It’s 10.24pm and I’ve messaged a retail chat bot. I get a response within 20 seconds. After a few exchanges, I had everything I needed organised.
None of us would have imagined this even a few years ago, that conversational commerce with all the money and resources needed to implement, would now be a normal part of being a retailer.
We know consumers have reached an expectation level where good customer service is required instantly, with chat bots just one of many new technologies being utilised by the retail industry to meet this consumer revolution.
If shoppers have a question, they want it answered NOW. They want exceptional customer service at any time of day or night, and it had better be fast or they’ll take their money elsewhere.

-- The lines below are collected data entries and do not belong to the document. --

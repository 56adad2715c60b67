// Pool lifecycle: parallel startup and graceful shutdown

use std::sync::Arc;
use std::time::Duration;

use dispatchq_core::application::{shutdown_channel, Worker, WorkerPool};
use dispatchq_core::domain::JobState;
use dispatchq_core::port::command_runner::mocks::MockCommandRunner;
use dispatchq_core::port::JobStore;
use dispatchq_integration_tests::test_queue;

#[tokio::test]
async fn pool_stops_all_workers_on_shutdown() {
    let q = test_queue().await;
    let runner = Arc::new(MockCommandRunner::new_success("ok\n"));

    let pool = WorkerPool::new(q.store.clone(), runner, q.clock.clone(), 2.0, 3);
    let ids = pool.start();
    assert_eq!(ids.len(), 3);
    for id in &ids {
        assert_eq!(id.len(), 8);
    }

    // Let the workers idle through a few ticks, then stop them
    tokio::time::sleep(Duration::from_millis(150)).await;
    pool.shutdown();

    tokio::time::timeout(Duration::from_secs(2), pool.wait())
        .await
        .expect("pool should stop within 2 seconds");
}

#[tokio::test]
async fn run_loop_processes_jobs_until_shutdown() {
    let q = test_queue().await;
    q.enqueue("looped", "anything", 3).await;

    let runner = Arc::new(MockCommandRunner::new_success("ok\n"));
    let worker = Worker::new(q.store.clone(), runner, q.clock.clone(), 2.0);

    let (shutdown_tx, shutdown_rx) = shutdown_channel();
    let handle = tokio::spawn(async move { worker.run(shutdown_rx).await });

    // The 1-second tick should pick the job up on its first poll
    tokio::time::sleep(Duration::from_millis(1_500)).await;
    shutdown_tx.shutdown();

    let result = tokio::time::timeout(Duration::from_secs(2), handle)
        .await
        .expect("worker should stop within 2 seconds");
    result.unwrap().unwrap();

    let job = q.store.get(&"looped".to_string()).await.unwrap().unwrap();
    assert_eq!(job.state, JobState::Completed);
}

#[tokio::test]
async fn no_claims_after_shutdown_signal() {
    let q = test_queue().await;

    let runner = Arc::new(MockCommandRunner::new_success("ok\n"));
    let pool = WorkerPool::new(q.store.clone(), runner, q.clock.clone(), 2.0, 2);
    pool.start();

    // Stop before any tick elapses, then enqueue
    pool.shutdown();
    pool.wait().await;

    q.enqueue("late", "echo hi", 3).await;
    tokio::time::sleep(Duration::from_millis(1_200)).await;

    let job = q.store.get(&"late".to_string()).await.unwrap().unwrap();
    assert_eq!(job.state, JobState::Pending);
}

If consumers decide to purchase now, (and pay later in many cases), the items had better be in stock and ready to go out of their shopping cart and en-route to their doorstep with the same speed.
But as shoppers keep upping the ante on speed and fulfilment, have we finally reached a point where speed has trumped price?
The latest cab off the same-day delivery rank is Athlete’s Foot parent company Accent Group with a change of strategy that just a few years ago would have been unheard of.
Accent Group is in the process of rolling out this service across its entire network of shoe retailers – kicking off with its 12 Platypus stores late last month.
By the end of September, Accent will have rolled out the service under all nine of its retail banners.
With the exclusive distribution rights for 10 international brands including Timberland, Vans, Sperry, Stance, Saucony, Sketchers and Dr. Martens, it’s a likely game-changer in the footwear category.
But Accent Group is shaking things up even further from most other brands offering same-day delivery.
For a fee of $14, the goods are being dispatched from its bricks-and-mortar stores, instead of a centralised distribution point – effectively giving it 350 mini-distribution points all around the nation.
That means it will be able to offer the service to 70 to 80 per cent of the population. Not even Amazon could replicate this service, because like most other retailers, it is structured around a centralised distribution centre. And Australia’s not exactly a small land mass to cover!
Accent Group’s next move will be to introduce an endless aisle service, so that in-store customers can have out-of-stock items shipped to their home.
How’s that for customer service?
Accent Group Chief Digital Officer Mark Teperson said that being able to deliver to consumers via courier within hours was the result of a 12-month omni-channel transformation.
Mr Teperson summed up the sentiment perfectly, “I think consumers – particularly millennials – have this need for instant gratification.”
While the Group will no doubt face some hefty challenges in rolling this out successfully, it’s a great example of how bricks-and-mortar stores can bridge the divide between their distribution channels.
Consumers are changing, and so are we.